3. Most Seizures Can Be Controlled with Drug Therapy. Drug therapy is by far the most common treatment for seizure control used by doctors. A drug won't work properly until it reaches a certain level in the body and that level has to be maintained so that there is always enough of the drug in the patient's system to quiet seizures and prevent them from happening, without causing too many side effects. The doctor ideally tries to bring the dose to just the point where the side effects and the seizures both disappear.

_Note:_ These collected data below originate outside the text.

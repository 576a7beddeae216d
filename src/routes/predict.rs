use axum::{
    Json, Router,
    extract::{
        Multipart, Query, State,
        multipart::MultipartRejection,
        rejection::QueryRejection,
    },
    routing::post,
};
use serde::Deserialize;
use std::sync::Arc;

use super::upload::read_file_field;
use crate::AppState;
use crate::analysis::{Detector, ScoringStrategy, VideoSettings, hash};
use crate::constants::THUMBNAILS_DIR;
use crate::media::{self, MediaKind};
use crate::models::AnalysisResult;
use crate::services::error::{ApiError, LogErr};
use crate::{storage, thumbnails};

pub fn routes() -> Router<Arc<AppState>> {
    Router::new()
        .route("/predict", post(predict))
        .route("/predict/", post(predict))
}

#[derive(Debug, Deserialize)]
struct PredictParams {
    strategy: Option<String>,
}

/// POST /predict - Score an uploaded image or video
async fn predict(
    State(state): State<Arc<AppState>>,
    params: Result<Query<PredictParams>, QueryRejection>,
    multipart: Result<Multipart, MultipartRejection>,
) -> Result<Json<AnalysisResult>, ApiError> {
    let config = &state.config;
    let Query(params) = params.log_400("Invalid query string")?;
    let mut multipart = multipart.log_400("Invalid multipart body")?;
    let strategy = match params.strategy.as_deref() {
        Some(raw) => raw.parse::<ScoringStrategy>().map_err(ApiError::BadRequest)?,
        None => config.strategy,
    };

    let part = read_file_field(&mut multipart).await?;
    let classified = media::classify(part.filename.as_deref(), part.content_type.as_deref())?;
    media::validate_size(
        classified.kind,
        part.data.len(),
        config.max_image_bytes,
        config.max_video_bytes,
    )?;

    let root = &config.uploads_dir;
    let path = storage::media_path(root, classified.kind, &classified.extension);
    storage::save_upload(&path, &part.data)
        .await
        .log_500("Failed to save file")?;

    tracing::info!(
        original = part.filename.as_deref().unwrap_or(""),
        kind = classified.kind.as_str(),
        bytes = part.data.len(),
        %strategy,
        "Saved upload to {}",
        path.display()
    );

    let digest = hash::content_digest(&part.data);
    let report = match state.cache.get(&digest, strategy) {
        Some(cached) => {
            tracing::info!(digest = %digest, "Using cached prediction");
            cached
        }
        None => {
            let detector = Detector::new(
                strategy,
                VideoSettings {
                    max_frames: config.max_frames,
                    ffmpeg_threads: config.ffmpeg_threads,
                },
            );
            match detector.analyze(classified.kind, &path, part.data).await {
                Ok(report) => {
                    state.cache.insert(digest, strategy, report.clone());
                    report
                }
                Err(e) => {
                    tracing::error!("Analysis failed for {}: {}", path.display(), e);
                    storage::remove_file(&path).await;
                    return Err(e.into());
                }
            }
        }
    };

    let thumbnail_path = match classified.kind {
        MediaKind::Video => {
            match thumbnails::generate_video_thumbnail(
                &path,
                report.total_frames,
                &root.join(THUMBNAILS_DIR),
                config.ffmpeg_threads,
            )
            .await
            {
                Ok(thumb) => Some(storage::public_path(root, &thumb)),
                Err(e) => {
                    tracing::warn!("Thumbnail generation failed for {}: {}", path.display(), e);
                    None
                }
            }
        }
        MediaKind::Image => None,
    };

    tracing::info!(
        score = report.score,
        category = %report.category,
        "Prediction complete for {}",
        path.display()
    );

    Ok(Json(AnalysisResult::from_report(
        &report,
        classified.kind,
        storage::public_path(root, &path),
        thumbnail_path,
    )))
}
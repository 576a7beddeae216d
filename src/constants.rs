//! Application constants

/// Service name reported by the root endpoint
pub const SERVICE_NAME: &str = "VerifiAI API";

/// API version reported by the root endpoint
pub const SERVICE_VERSION: &str = "1.0.0";

/// Maximum accepted image upload (20 MB)
pub const MAX_IMAGE_UPLOAD_SIZE: usize = 20 * 1024 * 1024;

/// Maximum accepted video upload (100 MB)
pub const MAX_VIDEO_UPLOAD_SIZE: usize = 100 * 1024 * 1024;

/// Headroom on top of the largest upload for multipart framing
pub const MULTIPART_OVERHEAD: usize = 1024 * 1024;

/// Number of frames sampled from a video
pub const DEFAULT_MAX_FRAMES: usize = 10;

/// URL prefix under which the upload tree is served
pub const UPLOADS_URL_PREFIX: &str = "/uploads";

/// Upload sub-directories created at start-up
pub const IMAGES_DIR: &str = "images";
pub const VIDEOS_DIR: &str = "videos";
pub const THUMBNAILS_DIR: &str = "thumbnails";
pub const TEST_DIR: &str = "test";

/// Placeholder model location; only its existence is reported
pub const DEFAULT_MODEL_PATH: &str = "models/deepfake_model.h5";
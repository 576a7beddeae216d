pub mod diagnostics;
pub mod predict;
pub mod system;
pub mod upload;

use axum::Router;
use std::sync::Arc;

use crate::AppState;

/// Build all routes for the API, served both at the root and under `/api`
pub fn build_routes() -> Router<Arc<AppState>> {
    let api = Router::new()
        .merge(system::routes())
        .merge(upload::routes())
        .merge(predict::routes())
        .merge(diagnostics::routes());

    Router::new().nest("/api", api.clone()).merge(api)
}
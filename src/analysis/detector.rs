//! Runs a scoring strategy over a saved upload

use bytes::Bytes;
use image::{DynamicImage, ImageReader};
use std::io::Cursor;
use std::path::Path;

use super::scoring::{self, FrameScore, FrameScorer};
use super::{AnalysisError, Report, ScoringStrategy, video};
use crate::frames::{FfmpegFrames, FrameSource};
use crate::media::MediaKind;

#[derive(Debug, Clone, Copy, PartialEq, Eq)]
pub struct VideoSettings {
    pub max_frames: usize,
    pub ffmpeg_threads: usize,
}

pub struct Detector<S = FfmpegFrames> {
    strategy: ScoringStrategy,
    max_frames: usize,
    frames: S,
}

impl Detector {
    pub fn new(strategy: ScoringStrategy, video: VideoSettings) -> Self {
        Self::with_frame_source(
            strategy,
            video.max_frames,
            FfmpegFrames {
                threads: video.ffmpeg_threads,
            },
        )
    }
}

impl<S: FrameSource> Detector<S> {
    pub fn with_frame_source(strategy: ScoringStrategy, max_frames: usize, frames: S) -> Self {
        Self {
            strategy,
            max_frames,
            frames,
        }
    }

    /// Score an upload. `path` is where `data` was saved; videos are read from there.
    pub async fn analyze(
        &self,
        kind: MediaKind,
        path: &Path,
        data: Bytes,
    ) -> Result<Report, AnalysisError> {
        match (self.strategy.frame_scorer(), kind) {
            (None, MediaKind::Image) => Ok(self.content_hash(data, 0)),
            (None, MediaKind::Video) => Ok(self.content_hash(data, self.max_frames)),
            (Some(scorer), MediaKind::Image) => self.analyze_image(scorer, data).await,
            (Some(scorer), MediaKind::Video) => self.analyze_video(scorer, path).await,
        }
    }

    fn content_hash(&self, data: Bytes, synthetic_frames: usize) -> Report {
        let scored = scoring::content_hash(&data, synthetic_frames);
        let report = Report::new(self.strategy, scored.score, scored.features);
        if synthetic_frames > 0 {
            report.with_frames(scored.frame_scores, None)
        } else {
            report
        }
    }

    async fn analyze_image(&self, scorer: FrameScorer, data: Bytes) -> Result<Report, AnalysisError> {
        let frame = tokio::task::spawn_blocking(move || -> Result<FrameScore, AnalysisError> {
            let image = decode_image(&data)?;
            Ok(scorer.score(&image))
        })
        .await
        .map_err(|e| AnalysisError::Worker(e.to_string()))??;

        Ok(Report::new(self.strategy, frame.score, frame.features))
    }

    async fn analyze_video(&self, scorer: FrameScorer, path: &Path) -> Result<Report, AnalysisError> {
        let probe = self.frames.probe(path).await?;
        let positions = video::sample_positions(probe.frame_count, self.max_frames);

        let mut scored = Vec::with_capacity(positions.len());
        for position in positions {
            match self.score_frame(scorer, path, position).await {
                Ok(frame) => scored.push(frame),
                Err(e) => {
                    tracing::warn!(position, "Skipping frame: {}", e);
                }
            }
        }

        let summary = video::summarize(&scored)?;
        tracing::info!(
            path = %path.display(),
            frames_analyzed = summary.frame_scores.len(),
            score = summary.score,
            "Video analyzed"
        );

        Ok(Report::new(self.strategy, summary.score, summary.features)
            .with_frames(summary.frame_scores, Some(probe.frame_count)))
    }

    async fn score_frame(
        &self,
        scorer: FrameScorer,
        path: &Path,
        position: u64,
    ) -> Result<FrameScore, AnalysisError> {
        let image = self.frames.read_frame(path, position).await?;
        tokio::task::spawn_blocking(move || scorer.score(&image))
            .await
            .map_err(|e| AnalysisError::Worker(e.to_string()))
    }
}

pub fn decode_image(data: &[u8]) -> Result<DynamicImage, AnalysisError> {
    ImageReader::new(Cursor::new(data))
        .with_guessed_format()?
        .decode()
        .map_err(|e| AnalysisError::Decode(format!("Could not read image file: {}", e)))
}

It is estimated that about 100% of the population, now more than two million people, have epilepsy. 100,000 new cases develop every year. Many people get complete control of seizures so long as their medication is taken regularly. I take Dilantin as my anticonvulsant medication and if I keep just the right amount of Dilantin in my blood stream at all times, the drug controls my seizures........instead of a seizure controlling me.
But I have found it to be extremely difficult to keep just the right amount in my blood stream. My level seems to see-saw and most of the time is either too high or too low. So every few weeks I have to have my blood drawn and tested by the hospital outpatient to keep a check on my level. My brain suffered permanent neurological damage with the removal of the second brain tumor so I will have to take an anticonvulsants for the rest of my life.

1 comment:

Anonymous said...

a left fronal lobe tumor was removed on july 3,1997.my first seizure was in my general practitioners office on dec 22 1999.while in the hospital my neurologist began further treatment with antiseizure drugs which helped.each medicine controlled seizures 8-9 months and had to be changed.i have been on epilepsy conroll drug lamictal -in different doses-for just short of 6 months and am again starting to have seizures.a new medicine will be initiated this week hopefully it will last a good deal of time.